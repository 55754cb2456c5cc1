use crate::error::ConfigError;

/// Environment variable holding the Telegram bot token
pub const BOT_TOKEN_VAR: &str = "TELEGRAM_BOT_TOKEN";

/// Environment variable holding the destination chat id
pub const CHAT_ID_VAR: &str = "TELEGRAM_CHAT_ID";

/// Telegram bot credential and destination chat
#[derive(Clone, PartialEq)]
pub struct TelegramCredentials {
    pub bot_token: String,
    pub chat_id: String,
}

impl std::fmt::Debug for TelegramCredentials {
    fn fmt(&self, f: &mut std::fmt::Formatter<'_>) -> std::fmt::Result {
        f.debug_struct("TelegramCredentials")
            .field("bot_token", &"<redacted>")
            .field("chat_id", &self.chat_id)
            .finish()
    }
}

impl TelegramCredentials {
    /// Read both credentials from the process environment
    ///
    /// # Errors
    ///
    /// Returns `ConfigError::MissingEnv` naming the first variable that is
    /// unset or empty.
    pub fn from_env() -> Result<Self, ConfigError> {
        Self::from_lookup(|name| std::env::var(name).ok())
    }

    /// Read both credentials through an arbitrary lookup function
    pub fn from_lookup<F>(lookup: F) -> Result<Self, ConfigError>
    where
        F: Fn(&str) -> Option<String>,
    {
        let read = |name: &'static str| {
            lookup(name)
                .filter(|value| !value.trim().is_empty())
                .ok_or(ConfigError::MissingEnv(name))
        };

        Ok(Self {
            bot_token: read(BOT_TOKEN_VAR)?,
            chat_id: read(CHAT_ID_VAR)?,
        })
    }
}
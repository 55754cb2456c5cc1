/// Run configuration and Telegram credentials
pub mod credentials;
pub mod run_config;

pub use credentials::{TelegramCredentials, BOT_TOKEN_VAR, CHAT_ID_VAR};
pub use run_config::{RunConfig, ServiceConfig};
use anyhow::Context;
use clap::Parser;
use ddwatch::alerts::RunSummary;
use ddwatch::config::TelegramCredentials;
use ddwatch::Monitor;
use log::{error, info, warn, LevelFilter};
use std::path::PathBuf;

/// Command-line arguments for the outage monitor
#[derive(Parser)]
#[command(
    name = "ddwatch",
    about = "Poll Downdetector for configured services and alert on Telegram",
    long_about = "Runs a single polling pass: fetches the latest Downdetector report counts for \
                  each configured service, sends a Telegram alert when a count exceeds the \
                  threshold and the service is off cooldown, then saves the alert state and exits. \
                  Requires TELEGRAM_BOT_TOKEN and TELEGRAM_CHAT_ID unless --dry-run is given."
)]
struct Cli {
    /// Path to configuration file
    #[arg(
        short,
        long,
        value_name = "FILE",
        default_value = "services.json",
        help = "Configuration file path (JSON, or TOML with a .toml extension)"
    )]
    config: PathBuf,

    /// Path to state file
    #[arg(
        short,
        long,
        value_name = "FILE",
        default_value = "state.json",
        help = "Alert state file path, created on first run"
    )]
    state: PathBuf,

    /// Enable verbose logging
    #[arg(short, long, help = "Enable verbose logging output (debug level)")]
    verbose: bool,

    /// Log alerts instead of sending them
    #[arg(
        long,
        help = "Evaluate services and log alerts without sending them or saving state"
    )]
    dry_run: bool,
}

impl Cli {
    /// Validate the CLI arguments
    ///
    /// # Returns
    ///
    /// `Ok(())` if all arguments are valid, `Err(String)` with error message otherwise
    fn validate(&self) -> Result<(), String> {
        if self.config.exists() && !self.config.is_file() {
            return Err(format!(
                "Configuration path is not a file: {}",
                self.config.display()
            ));
        }

        if let Some(extension) = self.config.extension() {
            if extension != "json" && extension != "toml" {
                warn!(
                    "Configuration file has neither .json nor .toml extension, parsing as JSON: {}",
                    self.config.display()
                );
            }
        }

        if self.state.is_dir() {
            return Err(format!(
                "State path is a directory: {}",
                self.state.display()
            ));
        }

        Ok(())
    }
}

fn init_logging(verbose: bool) {
    let mut builder =
        env_logger::Builder::from_env(env_logger::Env::default().default_filter_or("info"));
    if verbose {
        builder.filter_level(LevelFilter::Debug);
    }
    builder.init();
}

/// Load everything that can fail fatally, then run the polling pass
async fn run(cli: Cli) -> anyhow::Result<RunSummary> {
    cli.validate().map_err(anyhow::Error::msg)?;

    let config = Monitor::load_config(&cli.config)
        .with_context(|| format!("cannot load configuration {}", cli.config.display()))?;

    let credentials = if cli.dry_run {
        info!("Dry run: alerts will be logged, not sent");
        None
    } else {
        Some(TelegramCredentials::from_env()?)
    };

    let monitor = Monitor::live(config, cli.state.clone(), credentials)?;
    let summary = monitor
        .run_once()
        .await
        .with_context(|| format!("cannot save state {}", cli.state.display()))?;

    Ok(summary)
}

#[tokio::main]
async fn main() {
    let cli = Cli::parse();
    init_logging(cli.verbose);

    match run(cli).await {
        Ok(summary) => {
            println!("Done. Alerts sent: {}", summary.alerts_sent);
        }
        Err(e) => {
            error!("{:#}", e);
            std::process::exit(1);
        }
    }
}
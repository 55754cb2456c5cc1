/// Error types for the outage monitor
pub mod error;

/// Report series types
pub mod series;

/// Report providers
pub mod provider;

/// Alert engine and notifications
pub mod alerts;

/// Persisted alert state
pub mod state;

/// Configuration management
pub mod config;

/// Single polling pass orchestration
pub mod monitor;

// Re-export commonly used types
pub use error::{AlertError, ConfigError, ProviderError, ServiceError, StateError};
pub use monitor::Monitor;
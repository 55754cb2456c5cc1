use crate::error::ProviderError;
use crate::provider::ReportProvider;
use crate::series::{DataPoint, ServiceSeries};
use chrono::Utc;
use std::collections::HashMap;
use std::future::Future;
use std::pin::Pin;
use std::sync::{Arc, Mutex};

/// Scripted provider for tests
///
/// Responses are keyed by slug. A slug without a scripted response fails with
/// `ProviderError::BackendError`.
#[derive(Default)]
pub struct MockProvider {
    responses: HashMap<String, Result<ServiceSeries, ProviderError>>,
    calls: Arc<Mutex<Vec<(String, String)>>>,
}

impl MockProvider {
    pub fn new() -> Self {
        Self::default()
    }

    /// Script a successful response for `slug`
    pub fn with_series(mut self, slug: &str, series: ServiceSeries) -> Self {
        self.responses.insert(slug.to_string(), Ok(series));
        self
    }

    /// Script a response whose last points carry `reports` and `baseline`
    pub fn with_latest(self, slug: &str, reports: f64, baseline: f64) -> Self {
        let now = Utc::now();
        self.with_series(
            slug,
            ServiceSeries::new(
                vec![DataPoint::new(now, reports)],
                vec![DataPoint::new(now, baseline)],
            ),
        )
    }

    /// Script a failure for `slug`
    pub fn with_error(mut self, slug: &str, error: ProviderError) -> Self {
        self.responses.insert(slug.to_string(), Err(error));
        self
    }

    /// `(slug, country)` pairs in the order they were fetched
    pub fn calls(&self) -> Vec<(String, String)> {
        self.calls.lock().map(|calls| calls.clone()).unwrap_or_default()
    }
}

impl ReportProvider for MockProvider {
    fn fetch<'a>(
        &'a self,
        slug: &'a str,
        country: &'a str,
    ) -> Pin<Box<dyn Future<Output = Result<ServiceSeries, ProviderError>> + Send + 'a>> {
        Box::pin(async move {
            if let Ok(mut calls) = self.calls.lock() {
                calls.push((slug.to_string(), country.to_string()));
            }

            match self.responses.get(slug) {
                Some(response) => response.clone(),
                None => Err(ProviderError::BackendError(format!(
                    "no scripted response for '{}'",
                    slug
                ))),
            }
        })
    }
}
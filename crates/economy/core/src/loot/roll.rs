//! Reward stat rolls for chest and craft events.

use crate::loot::rng::{RngOracle, roll_seed};
use crate::state::{StatKey, StatVector};

// Sub-seed salts for the independent draws inside one roll.
const SALT_FIRST_KEY: u32 = 0;
const SALT_SECOND_KEY: u32 = 1;
const SALT_FIRST_VALUE: u32 = 2;
const SALT_SECOND_VALUE: u32 = 3;
const SALT_BONUS_KEY: u32 = 4;
const SALT_BONUS_VALUE: u32 = 5;

/// Inclusive integer bounds for one rolled value.
#[derive(Clone, Copy, Debug, PartialEq, Eq)]
#[cfg_attr(feature = "serde", derive(serde::Serialize, serde::Deserialize))]
pub struct RollRange {
    pub lo: i32,
    pub hi: i32,
}

impl RollRange {
    pub const fn new(lo: i32, hi: i32) -> Self {
        Self { lo, hi }
    }

    pub const fn contains(&self, value: i32) -> bool {
        value >= self.lo && value <= self.hi
    }
}

/// Roll specification carried by a chest catalog row.
#[derive(Clone, Copy, Debug, PartialEq, Eq)]
#[cfg_attr(feature = "serde", derive(serde::Serialize, serde::Deserialize))]
pub struct RollSpec {
    /// Bounds for the two base stat values.
    pub base: RollRange,
    /// Bounds for the single bonus stat value.
    pub bonus: RollRange,
}

impl RollSpec {
    pub const fn new(base: RollRange, bonus: RollRange) -> Self {
        Self { base, bonus }
    }
}

/// Rolls a stat vector for one chest open.
///
/// Two *distinct* base stat keys are chosen uniformly and each assigned an
/// independent uniform value in `spec.base`; exactly one bonus key gets a
/// uniform value in `spec.bonus`. Every other field stays 0.
///
/// Deterministic in `(rng, seed)`; the second key is picked by a uniform
/// offset from the first, which keeps the pair distinct without a
/// rejection loop.
pub fn roll_artifact_stats(rng: &dyn RngOracle, seed: u64, spec: &RollSpec) -> StatVector {
    let mut stats = StatVector::default();

    let first = rng.pick(roll_seed(seed, SALT_FIRST_KEY), StatKey::COUNT);
    let offset = 1 + rng.pick(roll_seed(seed, SALT_SECOND_KEY), StatKey::COUNT - 1);
    let second = (first + offset) % StatKey::COUNT;

    stats.set_base(
        StatKey::ALL[first],
        rng.range(roll_seed(seed, SALT_FIRST_VALUE), spec.base.lo, spec.base.hi),
    );
    stats.set_base(
        StatKey::ALL[second],
        rng.range(roll_seed(seed, SALT_SECOND_VALUE), spec.base.lo, spec.base.hi),
    );

    let bonus_key = StatKey::ALL[rng.pick(roll_seed(seed, SALT_BONUS_KEY), StatKey::COUNT)];
    stats.set_bonus(
        bonus_key,
        rng.range(roll_seed(seed, SALT_BONUS_VALUE), spec.bonus.lo, spec.bonus.hi),
    );

    stats
}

▸ WORK INSTRUCTIONS
Write out every line of the preceding listing that contains "const".

▸ REPLY TO THE TASK
pub const BOT_TOKEN_VAR: &str = "TELEGRAM_BOT_TOKEN";
pub const CHAT_ID_VAR: &str = "TELEGRAM_CHAT_ID";
const SALT_FIRST_KEY: u32 = 0;
const SALT_SECOND_KEY: u32 = 1;
const SALT_FIRST_VALUE: u32 = 2;
const SALT_SECOND_VALUE: u32 = 3;
const SALT_BONUS_KEY: u32 = 4;
const SALT_BONUS_VALUE: u32 = 5;
    pub const fn new(lo: i32, hi: i32) -> Self {
    pub const fn contains(&self, value: i32) -> bool {
    pub const fn new(base: RollRange, bonus: RollRange) -> Self {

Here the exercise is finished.